Advanced Multivariable Calculus 425.1
The class meets on TueThr 11:30AM-12:45PM
My office: 1238 LGRT
Office Hours: Tue, Thr 2:30PM-3:30PM or by appointment
Course webpage: http://people.math.umass.edu/~oblomkov/425_F2019.html
Vector Calculus by Marsden and Tromba, Ed., W. H. Freeman, 6th edition.
The chapters 3, 5, 6, 7, 8 form the core of the course. The chapters 1,2,4 will be only briefly discussed since the material of these chapters is covered in Math233 (a prerequisite for this class). The book is also used for assigning the homework.
Syllabus with weekly schedule
01/21-01/25 Taylor theorem (3.2). Extrema of Real-valued function (3.3).
Notes on Taylor's theorem
Notes on Section3.3 page 1
Notes on Section3.3 page 2
Notes on Section3.3 page 3
Notes on Section3.3 page 4
Notes on Quadratic Forms
01/28-02/01 Contrained extrema and Lagrange multiplier (3.4). Implicit function theorem (3.5)
02/04-02/08 Double, triple integral (5.2), (5.3).
02/11-02/15 Changing of order of intergration (5.4). The triple intergral (5.5).
02/18-02/22 (no class on Tue) Geometry of maps from R^2 to R^2 (6.1).
02/25-03/01 Change of variables theorem and applications (6.2,6.3)
03/04-03/08 Vector fields (4.3). Divergence and curl (4.4). Path integral (7.1).
03/11-03/15 (no classes, Spring break)
03/18-03/22 (no class on Tue) Line integrals (7.2).
03/25-03/29 Parametrized Surfaces (7.3). Area of Surfaces (7.4).
04/01-04/05 Integral of scalar and vector functions over surfaces (7.5, 7.6).
04/08-04/12 Applications (7.7). Green's theorem (8.1).
04/15-04/19 Stokes theorem (8.2). Conservative forces (8.3).
04/22-04/26 Gauss' Theorem (8.4). Differential equations of Mechanics and Technology (8.5).
04/29-05/01 (no class on Thr) Overview.
Homework will be assigned weekly.
Grader for the course is Randy Dominic, LGRT 1325.
Randy's office hours are 12-1PM 3-4PM Monday.
Homework 1; due on Feb 5 in class.
Homework 2; due on Feb 14 in class.
Homework 3; due on Feb 21 in class.
Homework 4; due on March 5 in class.
Homework 5; due on March 19 in class.
Homework 6; due on March 26 in class.
Homework 7; due on April 9 in class.
Homework 8; due on April 18 in class.
Homework 9; due on April 25 in class.
Midterm 1 (March 1, 6-8PM, room GSMN 151).
Midterm 2 (March 29, 7-9PM, room GSMN 151).
Final Exam 05/09/2019 1PM-3PM Hasbrouck Lab room 138.
Practice for Midterm 1
Practice for Midterm 2
Midterm 2 (for correction)
You can do midterm2 correction to receive back 50% of points you lost.
You need to do all problems carefully and correctly to get 50% back. If correction is incorrect or messy, no credit will be given. No partial credit on correction and it due on April 16.

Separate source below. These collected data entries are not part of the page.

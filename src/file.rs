//! File discovery, output naming and staged output.
//!
//! - [`resolve`] expands command-line arguments (files, directories, globs)
//!   into an ordered, deduplicated list of files
//! - [`encrypted_path`] / [`decrypted_path`] compute default destinations
//! - [`Staged`] writes output to a temporary file and promotes it without
//!   ever replacing an existing file

use std::fs;
use std::io;
use std::path::{Component, Path, PathBuf};
use std::sync::LazyLock;

use anyhow::{Result, bail};
use fast_glob::glob_match;
use hashbrown::HashSet;
use tempfile::{Builder, NamedTempFile};
use tracing::{debug, warn};
use walkdir::WalkDir;

use crate::cipher::Derive;
use crate::config::{DECRYPTED_SUFFIX, EXCLUDED_PATTERNS, FILE_EXTENSION, OBSCURED_NAME_BYTES, VIDEO_EXTENSION};
use crate::container::ContainerError;
use crate::types::{ProcessorMode, Variant};

static EXCLUSION_MATCHERS: LazyLock<Vec<String>> = LazyLock::new(|| EXCLUDED_PATTERNS.iter().map(|s| (*s).to_owned()).collect());

const GLOB_META: &[char] = &['*', '?', '[', '{'];

/// A candidate input path.
#[derive(Debug, Clone, PartialEq, Eq, Hash)]
pub struct File {
    path: PathBuf,
}

impl File {
    pub fn new(path: impl Into<PathBuf>) -> Self {
        Self { path: path.into() }
    }

    #[inline]
    pub fn path(&self) -> &Path {
        &self.path
    }

    #[inline]
    pub fn into_path(self) -> PathBuf {
        self.path
    }

    pub fn size(&self) -> io::Result<u64> {
        fs::metadata(&self.path).map(|meta| meta.len())
    }

    /// Whether the name carries a container extension.
    #[inline]
    pub fn is_encrypted(&self) -> bool {
        let name = self.path.as_os_str().to_string_lossy();
        name.ends_with(FILE_EXTENSION) || name.ends_with(VIDEO_EXTENSION)
    }

    #[inline]
    pub fn is_hidden(&self) -> bool {
        self.path.file_name().is_some_and(|name| name.to_string_lossy().starts_with('.'))
    }

    pub fn is_excluded(&self) -> bool {
        let path_str = self.path.to_string_lossy();

        EXCLUSION_MATCHERS.iter().any(|pattern| {
            glob_match(pattern, &*path_str) || self.path.components().any(|comp| glob_match(pattern, &*comp.as_os_str().to_string_lossy()))
        })
    }

    pub fn is_eligible(&self, mode: ProcessorMode) -> bool {
        if self.is_hidden() || self.is_excluded() {
            return false;
        }

        match mode {
            ProcessorMode::Encrypt => !self.is_encrypted(),
            ProcessorMode::Decrypt => self.is_encrypted(),
        }
    }
}

/// Expands arguments into files, in argument order, without duplicates.
///
/// Existing files are taken as given. Directories are walked (one level, or
/// fully with `recursive`), skipping hidden and excluded entries and files
/// not eligible for `mode`. Anything else is treated as a glob pattern.
///
/// # Errors
/// Fails when nothing at all was found.
pub fn resolve(inputs: &[String], recursive: bool, mode: ProcessorMode) -> Result<Vec<File>> {
    let mut seen = HashSet::new();
    let mut files = Vec::new();

    for input in inputs {
        let path = Path::new(input);

        let found = if path.is_file() {
            vec![File::new(path)]
        } else if path.is_dir() {
            walk(path, recursive, mode)
        } else if input.contains(GLOB_META) {
            glob(input, mode)
        } else {
            warn!(input = %input, "no such file or directory");
            Vec::new()
        };

        if found.is_empty() {
            warn!(input = %input, "matched no eligible files");
        }

        for file in found {
            if seen.insert(file.path.clone()) {
                files.push(file);
            }
        }
    }

    if files.is_empty() {
        bail!("no eligible files found");
    }

    debug!(count = files.len(), "resolved inputs");
    Ok(files)
}

fn walk(root: &Path, recursive: bool, mode: ProcessorMode) -> Vec<File> {
    let depth = if recursive { usize::MAX } else { 1 };

    WalkDir::new(root)
        .max_depth(depth)
        .into_iter()
        .filter_entry(|entry| entry.depth() == 0 || !File::new(entry.path()).is_hidden())
        .filter_map(std::result::Result::ok)
        .filter(|entry| entry.file_type().is_file())
        .map(|entry| File::new(entry.into_path()))
        .filter(|file| file.is_eligible(mode))
        .collect()
}

fn glob(pattern: &str, mode: ProcessorMode) -> Vec<File> {
    let parts: Vec<&str> = pattern.split('/').collect();
    let literal = parts.iter().take_while(|part| !part.contains(GLOB_META)).count();
    let rest = &parts[literal..];

    let depth = if rest.contains(&"**") { usize::MAX } else { rest.len() };
    let base = parts[..literal].join("/");
    let (root, relative) = if base.is_empty() { (PathBuf::from("."), true) } else { (PathBuf::from(&base), false) };

    WalkDir::new(&root)
        .max_depth(depth)
        .into_iter()
        .filter_map(std::result::Result::ok)
        .filter(|entry| entry.file_type().is_file())
        .map(|entry| {
            let path = entry.into_path();
            if relative { path.strip_prefix(".").map(Path::to_path_buf).unwrap_or(path) } else { path }
        })
        .filter(|path| glob_match(pattern, &*path.to_string_lossy()))
        .map(File::new)
        .filter(|file| file.is_eligible(mode))
        .collect()
}

/// Default container path for `input`.
///
/// With `obscure`, the container gets a random hex name in the same
/// directory; otherwise the variant's extension is appended.
pub fn encrypted_path(input: &Path, variant: Variant, obscure: bool) -> PathBuf {
    if obscure {
        let name: [u8; OBSCURED_NAME_BYTES] = Derive::generate_salt();
        return parent_dir(input).join(format!("{}{FILE_EXTENSION}", hex::encode(name)));
    }

    let mut name = input.as_os_str().to_os_string();
    name.push(variant.extension());
    PathBuf::from(name)
}

/// Default plaintext path for the container at `input`.
///
/// A stored original name wins, reduced to its final component. Otherwise
/// the container extension is stripped, or `.decrypted` is appended when
/// there is none to strip.
pub fn decrypted_path(input: &Path, original_name: Option<&str>) -> PathBuf {
    if let Some(name) = original_name.and_then(sanitize_name) {
        return parent_dir(input).join(name);
    }

    let stripped = input.file_name().map(|name| name.to_string_lossy().into_owned()).and_then(|name| {
        [FILE_EXTENSION, VIDEO_EXTENSION]
            .iter()
            .find_map(|ext| name.strip_suffix(ext).map(str::to_owned))
            .filter(|stem| !stem.is_empty())
    });

    match stripped {
        Some(stem) => input.with_file_name(stem),
        None => {
            let mut name = input.as_os_str().to_os_string();
            name.push(DECRYPTED_SUFFIX);
            PathBuf::from(name)
        }
    }
}

/// Reduces a stored name to a single safe path component.
///
/// Names come from the container and are untrusted: directory parts written
/// by any platform are dropped, and `.`/`..` are refused.
fn sanitize_name(name: &str) -> Option<&str> {
    let last = name.rsplit(['/', '\\']).next()?.trim_end_matches('\0');

    match Path::new(last).components().collect::<Vec<_>>().as_slice() {
        [Component::Normal(_)] => Some(last),
        _ => None,
    }
}

fn parent_dir(path: &Path) -> PathBuf {
    path.parent().filter(|parent| !parent.as_os_str().is_empty()).map_or_else(|| PathBuf::from("."), Path::to_path_buf)
}

/// Output under construction.
///
/// Lives as a hidden temporary file in the destination directory and is
/// deleted if dropped before [`Staged::commit`].
pub struct Staged {
    temp: NamedTempFile,
    destination: PathBuf,
}

impl Staged {
    pub fn create(destination: &Path) -> Result<Self, ContainerError> {
        let dir = parent_dir(destination);
        fs::create_dir_all(&dir)?;

        let temp = Builder::new().prefix(".lockbox-").suffix(".part").tempfile_in(&dir)?;
        Ok(Self { temp, destination: destination.to_path_buf() })
    }

    #[inline]
    pub fn file_mut(&mut self) -> &mut fs::File {
        self.temp.as_file_mut()
    }

    /// Syncs the staged file and renames it to the destination.
    ///
    /// # Errors
    /// [`ContainerError::DestinationExists`] if something appeared at the
    /// destination in the meantime; it is left untouched.
    pub fn commit(self) -> Result<PathBuf, ContainerError> {
        self.temp.as_file().sync_all()?;

        match self.temp.persist_noclobber(&self.destination) {
            Ok(_) => Ok(self.destination),
            Err(err) if err.error.kind() == io::ErrorKind::AlreadyExists => Err(ContainerError::DestinationExists(self.destination)),
            Err(err) => Err(ContainerError::Io(err.error)),
        }
    }
}

#[cfg(test)]
mod tests {
    use std::io::Write;

    use tempfile::TempDir;

    use super::*;

    fn touch(path: &Path) {
        if let Some(parent) = path.parent() {
            fs::create_dir_all(parent).unwrap();
        }
        fs::write(path, b"x").unwrap();
    }

    #[test]
    fn test_encrypted_path() {
        assert_eq!(encrypted_path(Path::new("dir/clip.mp4"), Variant::Video, false), PathBuf::from("dir/clip.mp4.lbv"));
        assert_eq!(encrypted_path(Path::new("dir/a.txt"), Variant::File, false), PathBuf::from("dir/a.txt.lbx"));

        let obscured = encrypted_path(Path::new("dir/a.txt"), Variant::File, true);
        assert_eq!(obscured.parent(), Some(Path::new("dir")));
        let name = obscured.file_name().unwrap().to_string_lossy().into_owned();
        assert_eq!(name.len(), OBSCURED_NAME_BYTES * 2 + FILE_EXTENSION.len());
        assert!(name.ends_with(FILE_EXTENSION));
    }

    #[test]
    fn test_decrypted_path() {
        assert_eq!(decrypted_path(Path::new("dir/clip.mp4.lbv"), None), PathBuf::from("dir/clip.mp4"));
        assert_eq!(decrypted_path(Path::new("dir/a.txt.lbx"), None), PathBuf::from("dir/a.txt"));
        assert_eq!(decrypted_path(Path::new("dir/blob"), None), PathBuf::from("dir/blob.decrypted"));
        assert_eq!(decrypted_path(Path::new(".lbx"), None), PathBuf::from(".lbx.decrypted"));
        assert_eq!(decrypted_path(Path::new("dir/0a1b.lbx"), Some("report.pdf")), PathBuf::from("dir/report.pdf"));
        assert_eq!(decrypted_path(Path::new("0a1b.lbx"), Some("report.pdf")), PathBuf::from("./report.pdf"));
    }

    #[test]
    fn test_stored_names_are_sanitized() {
        assert_eq!(decrypted_path(Path::new("d/x.lbx"), Some("../../etc/passwd")), PathBuf::from("d/passwd"));
        assert_eq!(decrypted_path(Path::new("d/x.lbx"), Some("C:\\Users\\me\\photo.jpg")), PathBuf::from("d/photo.jpg"));
        assert_eq!(decrypted_path(Path::new("d/x.lbx"), Some("..")), PathBuf::from("d/x"));
        assert_eq!(decrypted_path(Path::new("d/x.lbx"), Some("dir/")), PathBuf::from("d/x"));
    }

    #[test]
    fn test_eligibility() {
        assert!(File::new("a/notes.txt").is_eligible(ProcessorMode::Encrypt));
        assert!(!File::new("a/notes.txt.lbx").is_eligible(ProcessorMode::Encrypt));
        assert!(File::new("a/clip.mp4.lbv").is_eligible(ProcessorMode::Decrypt));
        assert!(!File::new("a/.hidden").is_eligible(ProcessorMode::Encrypt));
        assert!(!File::new("node_modules/pkg/index.js").is_eligible(ProcessorMode::Encrypt));
        assert!(!File::new("out/.lockbox-abc.part").is_eligible(ProcessorMode::Encrypt));
    }

    #[test]
    fn test_resolve_directory_and_dedup() {
        let dir = TempDir::new().unwrap();
        let root = dir.path();
        touch(&root.join("a.txt"));
        touch(&root.join("b.txt.lbx"));
        touch(&root.join(".secret"));
        touch(&root.join("nested/c.txt"));

        let root_arg = root.to_string_lossy().into_owned();
        let file_arg = root.join("a.txt").to_string_lossy().into_owned();

        let flat = resolve(&[root_arg.clone(), file_arg], false, ProcessorMode::Encrypt).unwrap();
        assert_eq!(flat, vec![File::new(root.join("a.txt"))]);

        let mut deep: Vec<PathBuf> = resolve(&[root_arg.clone()], true, ProcessorMode::Encrypt).unwrap().into_iter().map(File::into_path).collect();
        deep.sort();
        assert_eq!(deep, vec![root.join("a.txt"), root.join("nested/c.txt")]);

        let containers = resolve(&[root_arg], false, ProcessorMode::Decrypt).unwrap();
        assert_eq!(containers, vec![File::new(root.join("b.txt.lbx"))]);
    }

    #[test]
    fn test_resolve_glob() {
        let dir = TempDir::new().unwrap();
        let root = dir.path();
        touch(&root.join("one.txt"));
        touch(&root.join("two.txt"));
        touch(&root.join("three.bin"));

        let pattern = format!("{}/*.txt", root.to_string_lossy());
        let mut found: Vec<PathBuf> = resolve(&[pattern], false, ProcessorMode::Encrypt).unwrap().into_iter().map(File::into_path).collect();
        found.sort();
        assert_eq!(found, vec![root.join("one.txt"), root.join("two.txt")]);
    }

    #[test]
    fn test_resolve_nothing() {
        assert!(resolve(&["/definitely/not/here".into()], false, ProcessorMode::Encrypt).is_err());
    }

    #[test]
    fn test_staged_commit_and_noclobber() {
        let dir = TempDir::new().unwrap();
        let destination = dir.path().join("out.bin");

        let mut staged = Staged::create(&destination).unwrap();
        staged.file_mut().write_all(b"first").unwrap();
        assert_eq!(staged.commit().unwrap(), destination);
        assert_eq!(fs::read(&destination).unwrap(), b"first");

        let mut staged = Staged::create(&destination).unwrap();
        staged.file_mut().write_all(b"second").unwrap();
        assert!(matches!(staged.commit(), Err(ContainerError::DestinationExists(_))));
        assert_eq!(fs::read(&destination).unwrap(), b"first");
        assert_eq!(fs::read_dir(dir.path()).unwrap().count(), 1);
    }

    #[test]
    fn test_staged_drop_cleans_up() {
        let dir = TempDir::new().unwrap();
        let staged = Staged::create(&dir.path().join("out.bin")).unwrap();
        drop(staged);
        assert_eq!(fs::read_dir(dir.path()).unwrap().count(), 0);
    }
}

Please print out the midterm2 pages and use this pages for test corrections. I will not accept corrections on random papers. You need to do all of problem, even the ones you have done correctly, to receive points back.
Midterm 2: answers.
Practice problems for final exam
Your course grade will be computed as follows: First midterm exam 25%; Second midterm exam 25%; Final exam 25%; Homework 25%.
Grades will be assigned to course percentages according to the following scale:
A : 90--100
A- : 87--89
B+ : 84--86
B : 80--83
B- : 77--79
C+ : 74--76
C : 70--73
C- : 67--69
D+ : 64--66
D : 57--63
F : 0--56
Disability Services is in need of a note taker for this class. If you are interested, please email email@example.com with your name, student ID and the course info Math 425.1 Professor Oblomkov. Disability Services staff will contact you to confirm and provide you instructions. You may earn 1 undergraduate academic credit (practicum EDUC 398NT) or 45 hours of community service for your efforts.
Make-up exams will not be given to accomodate travel plans.
No calculators are allowed during exams. You may use calculators to check your homework solutions, but credit will be given only for answers showing all your steps (unless mentioned otherwise in the assignment).
If you have a documented disability that requires an accommodation, please notify me within the first two weeks of the semester so that we may make appropriate arrangements.